Aim of the exercise = What is needed is an exact transcription of every record.

Stored data =

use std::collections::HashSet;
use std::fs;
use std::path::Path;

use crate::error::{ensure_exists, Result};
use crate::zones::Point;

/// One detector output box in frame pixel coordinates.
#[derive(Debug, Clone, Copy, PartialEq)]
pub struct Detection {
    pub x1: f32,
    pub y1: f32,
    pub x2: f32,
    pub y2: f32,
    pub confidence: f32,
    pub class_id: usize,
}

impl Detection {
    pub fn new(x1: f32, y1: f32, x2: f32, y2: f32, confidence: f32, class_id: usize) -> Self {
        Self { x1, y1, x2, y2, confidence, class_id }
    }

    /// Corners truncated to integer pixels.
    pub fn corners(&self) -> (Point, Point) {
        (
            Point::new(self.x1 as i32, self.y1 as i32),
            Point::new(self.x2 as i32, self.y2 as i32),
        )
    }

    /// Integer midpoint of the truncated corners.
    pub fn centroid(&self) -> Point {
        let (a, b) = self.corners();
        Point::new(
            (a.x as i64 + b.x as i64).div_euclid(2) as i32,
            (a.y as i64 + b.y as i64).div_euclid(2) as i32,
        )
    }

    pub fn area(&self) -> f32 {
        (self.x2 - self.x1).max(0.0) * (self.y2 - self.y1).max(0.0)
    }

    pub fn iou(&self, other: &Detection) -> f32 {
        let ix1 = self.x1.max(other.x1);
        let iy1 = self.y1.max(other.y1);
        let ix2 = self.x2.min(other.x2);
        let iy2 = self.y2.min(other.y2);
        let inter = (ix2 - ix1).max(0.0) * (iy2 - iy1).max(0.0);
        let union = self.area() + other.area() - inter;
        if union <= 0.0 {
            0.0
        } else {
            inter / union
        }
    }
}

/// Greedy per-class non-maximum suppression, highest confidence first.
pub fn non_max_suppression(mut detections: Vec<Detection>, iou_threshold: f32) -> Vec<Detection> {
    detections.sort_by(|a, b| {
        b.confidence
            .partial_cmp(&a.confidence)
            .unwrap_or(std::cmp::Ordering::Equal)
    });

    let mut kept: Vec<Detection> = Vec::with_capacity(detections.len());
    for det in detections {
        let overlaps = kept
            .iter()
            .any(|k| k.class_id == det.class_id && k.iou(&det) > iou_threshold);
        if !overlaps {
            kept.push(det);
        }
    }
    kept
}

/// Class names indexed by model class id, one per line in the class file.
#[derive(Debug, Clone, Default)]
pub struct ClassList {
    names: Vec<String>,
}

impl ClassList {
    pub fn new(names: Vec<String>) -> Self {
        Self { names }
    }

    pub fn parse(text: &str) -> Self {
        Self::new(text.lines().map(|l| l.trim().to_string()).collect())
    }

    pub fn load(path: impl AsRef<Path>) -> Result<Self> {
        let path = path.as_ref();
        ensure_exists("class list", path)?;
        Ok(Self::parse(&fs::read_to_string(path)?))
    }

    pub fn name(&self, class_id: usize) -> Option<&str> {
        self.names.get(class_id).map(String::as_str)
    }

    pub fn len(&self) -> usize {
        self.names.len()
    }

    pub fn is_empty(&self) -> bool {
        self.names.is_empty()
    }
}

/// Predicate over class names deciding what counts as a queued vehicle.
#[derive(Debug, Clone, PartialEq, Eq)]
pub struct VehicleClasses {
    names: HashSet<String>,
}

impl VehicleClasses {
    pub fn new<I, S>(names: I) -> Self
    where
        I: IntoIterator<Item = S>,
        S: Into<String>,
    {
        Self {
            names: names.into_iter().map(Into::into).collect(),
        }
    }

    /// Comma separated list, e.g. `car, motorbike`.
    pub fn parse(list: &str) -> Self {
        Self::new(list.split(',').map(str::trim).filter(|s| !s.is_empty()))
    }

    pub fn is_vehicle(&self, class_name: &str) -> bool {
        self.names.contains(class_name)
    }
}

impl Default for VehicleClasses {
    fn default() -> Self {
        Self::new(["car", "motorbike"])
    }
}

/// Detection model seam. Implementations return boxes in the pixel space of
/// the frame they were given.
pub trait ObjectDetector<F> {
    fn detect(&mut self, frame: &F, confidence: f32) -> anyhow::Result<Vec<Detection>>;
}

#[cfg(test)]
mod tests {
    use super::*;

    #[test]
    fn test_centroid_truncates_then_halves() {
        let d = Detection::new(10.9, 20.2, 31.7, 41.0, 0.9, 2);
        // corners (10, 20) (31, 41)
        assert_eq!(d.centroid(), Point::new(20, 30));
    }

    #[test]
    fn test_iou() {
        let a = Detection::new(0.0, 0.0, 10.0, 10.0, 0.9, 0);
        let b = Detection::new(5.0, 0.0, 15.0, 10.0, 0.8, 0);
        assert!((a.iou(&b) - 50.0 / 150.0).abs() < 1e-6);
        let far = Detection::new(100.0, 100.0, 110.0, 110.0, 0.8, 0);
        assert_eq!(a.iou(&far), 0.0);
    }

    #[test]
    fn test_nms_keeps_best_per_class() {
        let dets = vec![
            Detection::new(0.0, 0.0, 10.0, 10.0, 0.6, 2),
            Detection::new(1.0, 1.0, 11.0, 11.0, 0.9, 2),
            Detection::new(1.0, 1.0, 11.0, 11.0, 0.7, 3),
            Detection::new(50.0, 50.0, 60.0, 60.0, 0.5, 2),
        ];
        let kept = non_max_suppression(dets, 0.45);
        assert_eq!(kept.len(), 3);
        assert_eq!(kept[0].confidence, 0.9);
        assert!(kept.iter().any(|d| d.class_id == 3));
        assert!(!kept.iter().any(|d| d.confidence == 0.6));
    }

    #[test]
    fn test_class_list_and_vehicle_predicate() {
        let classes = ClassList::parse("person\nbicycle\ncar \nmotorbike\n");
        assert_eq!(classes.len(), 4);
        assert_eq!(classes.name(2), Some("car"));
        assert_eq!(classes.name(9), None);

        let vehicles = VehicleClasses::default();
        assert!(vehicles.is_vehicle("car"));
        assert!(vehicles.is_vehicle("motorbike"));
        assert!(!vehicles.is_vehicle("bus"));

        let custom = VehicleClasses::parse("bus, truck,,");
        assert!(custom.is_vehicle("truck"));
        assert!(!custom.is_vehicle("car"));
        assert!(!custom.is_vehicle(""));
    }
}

Task solution =
use std::collections::HashSet;
use std::fs;
use std::path::Path;

use crate::error::{ensure_exists, Result};
use crate::zones::Point;

/// One detector output box in frame pixel coordinates.
#[derive(Debug, Clone, Copy, PartialEq)]
pub struct Detection {
    pub x1: f32,
    pub y1: f32,
    pub x2: f32,
    pub y2: f32,
    pub confidence: f32,
    pub class_id: usize,
}

impl Detection {
    pub fn new(x1: f32, y1: f32, x2: f32, y2: f32, confidence: f32, class_id: usize) -> Self {
        Self { x1, y1, x2, y2, confidence, class_id }
    }

    /// Corners truncated to integer pixels.
    pub fn corners(&self) -> (Point, Point) {
        (
            Point::new(self.x1 as i32, self.y1 as i32),
            Point::new(self.x2 as i32, self.y2 as i32),
        )
    }

    /// Integer midpoint of the truncated corners.
    pub fn centroid(&self) -> Point {
        let (a, b) = self.corners();
        Point::new(
            (a.x as i64 + b.x as i64).div_euclid(2) as i32,
            (a.y as i64 + b.y as i64).div_euclid(2) as i32,
        )
    }

    pub fn area(&self) -> f32 {
        (self.x2 - self.x1).max(0.0) * (self.y2 - self.y1).max(0.0)
    }

    pub fn iou(&self, other: &Detection) -> f32 {
        let ix1 = self.x1.max(other.x1);
        let iy1 = self.y1.max(other.y1);
        let ix2 = self.x2.min(other.x2);
        let iy2 = self.y2.min(other.y2);
        let inter = (ix2 - ix1).max(0.0) * (iy2 - iy1).max(0.0);
        let union = self.area() + other.area() - inter;
        if union <= 0.0 {
            0.0
        } else {
            inter / union
        }
    }
}

/// Greedy per-class non-maximum suppression, highest confidence first.
pub fn non_max_suppression(mut detections: Vec<Detection>, iou_threshold: f32) -> Vec<Detection> {
    detections.sort_by(|a, b| {
        b.confidence
            .partial_cmp(&a.confidence)
            .unwrap_or(std::cmp::Ordering::Equal)
    });

    let mut kept: Vec<Detection> = Vec::with_capacity(detections.len());
    for det in detections {
        let overlaps = kept
            .iter()
            .any(|k| k.class_id == det.class_id && k.iou(&det) > iou_threshold);
        if !overlaps {
            kept.push(det);
        }
    }
    kept
}

/// Class names indexed by model class id, one per line in the class file.
#[derive(Debug, Clone, Default)]
pub struct ClassList {
    names: Vec<String>,
}

impl ClassList {
    pub fn new(names: Vec<String>) -> Self {
        Self { names }
    }

    pub fn parse(text: &str) -> Self {
        Self::new(text.lines().map(|l| l.trim().to_string()).collect())
    }

    pub fn load(path: impl AsRef<Path>) -> Result<Self> {
        let path = path.as_ref();
        ensure_exists("class list", path)?;
        Ok(Self::parse(&fs::read_to_string(path)?))
    }

    pub fn name(&self, class_id: usize) -> Option<&str> {
        self.names.get(class_id).map(String::as_str)
    }

    pub fn len(&self) -> usize {
        self.names.len()
    }

    pub fn is_empty(&self) -> bool {
        self.names.is_empty()
    }
}

/// Predicate over class names deciding what counts as a queued vehicle.
#[derive(Debug, Clone, PartialEq, Eq)]
pub struct VehicleClasses {
    names: HashSet<String>,
}

impl VehicleClasses {
    pub fn new<I, S>(names: I) -> Self
    where
        I: IntoIterator<Item = S>,
        S: Into<String>,
    {
        Self {
            names: names.into_iter().map(Into::into).collect(),
        }
    }

    /// Comma separated list, e.g. `car, motorbike`.
    pub fn parse(list: &str) -> Self {
        Self::new(list.split(',').map(str::trim).filter(|s| !s.is_empty()))
    }

    pub fn is_vehicle(&self, class_name: &str) -> bool {
        self.names.contains(class_name)
    }
}

impl Default for VehicleClasses {
    fn default() -> Self {
        Self::new(["car", "motorbike"])
    }
}

/// Detection model seam. Implementations return boxes in the pixel space of
/// the frame they were given.
pub trait ObjectDetector<F> {
    fn detect(&mut self, frame: &F, confidence: f32) -> anyhow::Result<Vec<Detection>>;
}

#[cfg(test)]
mod tests {
    use super::*;

    #[test]
    fn test_centroid_truncates_then_halves() {
        let d = Detection::new(10.9, 20.2, 31.7, 41.0, 0.9, 2);
        // corners (10, 20) (31, 41)
        assert_eq!(d.centroid(), Point::new(20, 30));
    }

    #[test]
    fn test_iou() {
        let a = Detection::new(0.0, 0.0, 10.0, 10.0, 0.9, 0);
        let b = Detection::new(5.0, 0.0, 15.0, 10.0, 0.8, 0);
        assert!((a.iou(&b) - 50.0 / 150.0).abs() < 1e-6);
        let far = Detection::new(100.0, 100.0, 110.0, 110.0, 0.8, 0);
        assert_eq!(a.iou(&far), 0.0);
    }

    #[test]
    fn test_nms_keeps_best_per_class() {
        let dets = vec![
            Detection::new(0.0, 0.0, 10.0, 10.0, 0.6, 2),
            Detection::new(1.0, 1.0, 11.0, 11.0, 0.9, 2),
            Detection::new(1.0, 1.0, 11.0, 11.0, 0.7, 3),
            Detection::new(50.0, 50.0, 60.0, 60.0, 0.5, 2),
        ];
        let kept = non_max_suppression(dets, 0.45);
        assert_eq!(kept.len(), 3);
        assert_eq!(kept[0].confidence, 0.9);
        assert!(kept.iter().any(|d| d.class_id == 3));
        assert!(!kept.iter().any(|d| d.confidence == 0.6));
    }

    #[test]
    fn test_class_list_and_vehicle_predicate() {
        let classes = ClassList::parse("person\nbicycle\ncar \nmotorbike\n");
        assert_eq!(classes.len(), 4);
        assert_eq!(classes.name(2), Some("car"));
        assert_eq!(classes.name(9), None);

        let vehicles = VehicleClasses::default();
        assert!(vehicles.is_vehicle("car"));
        assert!(vehicles.is_vehicle("motorbike"));
        assert!(!vehicles.is_vehicle("bus"));

        let custom = VehicleClasses::parse("bus, truck,,");
        assert!(custom.is_vehicle("truck"));
        assert!(!custom.is_vehicle("car"));
        assert!(!custom.is_vehicle(""));
    }
}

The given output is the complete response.